Tener claros nuestros límites, saber qué cargas podemos o queremos asumir en cada momento de nuestra vida y en cada relación, reflexionar para qué asumimos esas cargas, quererse y hacerse respetar en en cada vínculo depende, en gran parte, de uno mismo.

Estar bien con uno mismo es preferible a querer quedar bien con todos, ya que es sinónimo de salud y bienestar. Es como el aprendizaje que se adquiere después de un largo viaje. Es un despertar que nos permite llevar la vida con más integridad. Estar bien con uno mismo es algo esencial. Deberíamos aprender a podar determinadas relaciones y buscar ese calor que nos permita recuperar dignidades, autoestimas y bienestares. Dignidad es el respeto por uno mismo y por la vida en plenitud. Decía Pitágoras: "Ayuda a tus semejantes a levantar su carga, pero no te consideres obligado a llevarla".

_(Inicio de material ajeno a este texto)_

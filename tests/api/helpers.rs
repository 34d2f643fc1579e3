//! tests/api/helpers.rs

use fedex_notify::configuration::{get_configuration, ApiEnvironment, FedexSettings};
use fedex_notify::domain::{OrderId, TrackingNumber};
use fedex_notify::startup::build_with_store;
use fedex_notify::telemetry::{get_subscriber, init_subscriber};
use fedex_notify::tracking::{InMemoryTrackingStore, PersistOrdering, TrackingStore};
use once_cell::sync::Lazy;
use secrecy::Secret;
use serde_json::json;
use std::sync::Arc;
use wiremock::matchers::{method, path};
use wiremock::{Mock, MockServer, ResponseTemplate};

static TRACING: Lazy<()> = Lazy::new(|| {
    let default_filter_level = "info".to_string();
    let subscriber_name = "test".to_string();

    // Set TEST_LOG=true to see logs during tests
    // Use bunyan to format the logs nicely:
    // $ TEST_LOG=true cargo test| bunyan
    if std::env::var("TEST_LOG").is_ok() {
        let subscriber = get_subscriber(subscriber_name, default_filter_level, std::io::stdout);
        init_subscriber(subscriber).expect("Failed to init subscriber");
    } else {
        let subscriber = get_subscriber(subscriber_name, default_filter_level, std::io::sink);
        init_subscriber(subscriber).expect("Failed to init subscriber");
    };
});

pub struct Test {
    pub address: String,
    pub fedex_server: MockServer,
    pub store: Arc<InMemoryTrackingStore>,
}

impl Test {
    pub async fn post_tracking(&self, order_id: u64, body: serde_json::Value) -> reqwest::Response {
        reqwest::Client::new()
            .post(&format!("{}/orders/{}/tracking", self.address, order_id))
            .json(&body)
            .send()
            .await
            .expect("Failed to execute request.")
    }

    pub async fn post_raw(&self, path: &str, body: &'static str) -> reqwest::Response {
        reqwest::Client::new()
            .post(&format!("{}{}", self.address, path))
            .header("Content-Type", "application/json")
            .body(body)
            .send()
            .await
            .expect("Failed to execute request.")
    }

    pub fn stored_tracking_number(&self, order_id: u64) -> Option<String> {
        self.store
            .tracking_number(OrderId::new(order_id))
            .map(|tracking_number| tracking_number.as_ref().to_string())
    }

    pub fn store_tracking_number(&self, order_id: u64, tracking_number: &str) {
        self.store.save(
            OrderId::new(order_id),
            TrackingNumber::parse(tracking_number.to_string()).unwrap(),
        );
    }

    pub async fn mount_token(&self) {
        Mock::given(method("POST"))
            .and(path("/oauth/token"))
            .respond_with(ResponseTemplate::new(200).set_body_json(json!({
                "access_token": "test-token",
                "token_type": "bearer",
                "expires_in": 3599
            })))
            .mount(&self.fedex_server)
            .await;
    }

    /// Number of notification requests FedEx received.
    pub async fn notifications_sent(&self) -> usize {
        self.fedex_server
            .received_requests()
            .await
            .unwrap()
            .iter()
            .filter(|request| request.url.path() == "/track/v1/notifications")
            .count()
    }
}

pub async fn setup() -> Test {
    setup_with_ordering(PersistOrdering::NotifyThenPersist).await
}

pub async fn setup_with_ordering(ordering: PersistOrdering) -> Test {
    Lazy::force(&TRACING);

    let mut config = get_configuration().expect("Failed to read configuration.");
    config.application.port = 0;
    config.notification.ordering = ordering;
    config.notification.timeout_milliseconds = 2000;
    config.fedex = Some(FedexSettings {
        api_key: Secret::new("test-api-key".to_string()),
        secret_key: Secret::new("test-secret-key".to_string()),
        api_environment: ApiEnvironment::Test,
        base_url: None,
    });

    // Start FedEx server
    let fedex_server = MockServer::start().await;
    config.set_fedex_url(fedex_server.uri());

    let store = Arc::new(InMemoryTrackingStore::new());
    let app_store: Arc<dyn TrackingStore> = store.clone();

    // Launch the server
    let app = build_with_store(config.clone(), app_store).expect("Failed to build server.");
    let address = format!("http://127.0.0.1:{}", app.port());

    tracing::info!("Test running with the following Settings:\n{:#?}", config);

    // Launch the server as a background task
    let _ = tokio::spawn(app.run());

    Test {
        address,
        fedex_server,
        store,
    }
}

Esta es una reflexión budista: "Un monje, imbuido de la doctrina del amor y la compasión por todos los seres, encontró una leona herida y hambrienta, tan débil que no podía siquiera moverse. A su alrededor, varios leoncitos recién nacidos gemían intentando extraer una gota de leche de sus secos pezones. El monje comprendió perfectamente el dolor, el desamparo y al impotencia de la leona, no solo por sí misma sino especialmente por los cachorros. Entonces, se tendió junto a ella, ofreciéndose a ser devorado y así salvar sus vidas.

La historia muestra con claridad el riesgo de la implicación excesiva en el sufrimiento ajeno. Un riesgo visible en esa gran carga con la que caminan las personas que rara vez miran dentro de sí y desatienden sus propias demandas de ayuda. Entregadas pero heridas, dispuestas a dar todo el amor y a no quedarse con nada para ellas mismas, hasta que es ese propio vacío el que termina poco a poco con ellas, sin que sepan identificar muy bien qué es aquello que las hace sufrir".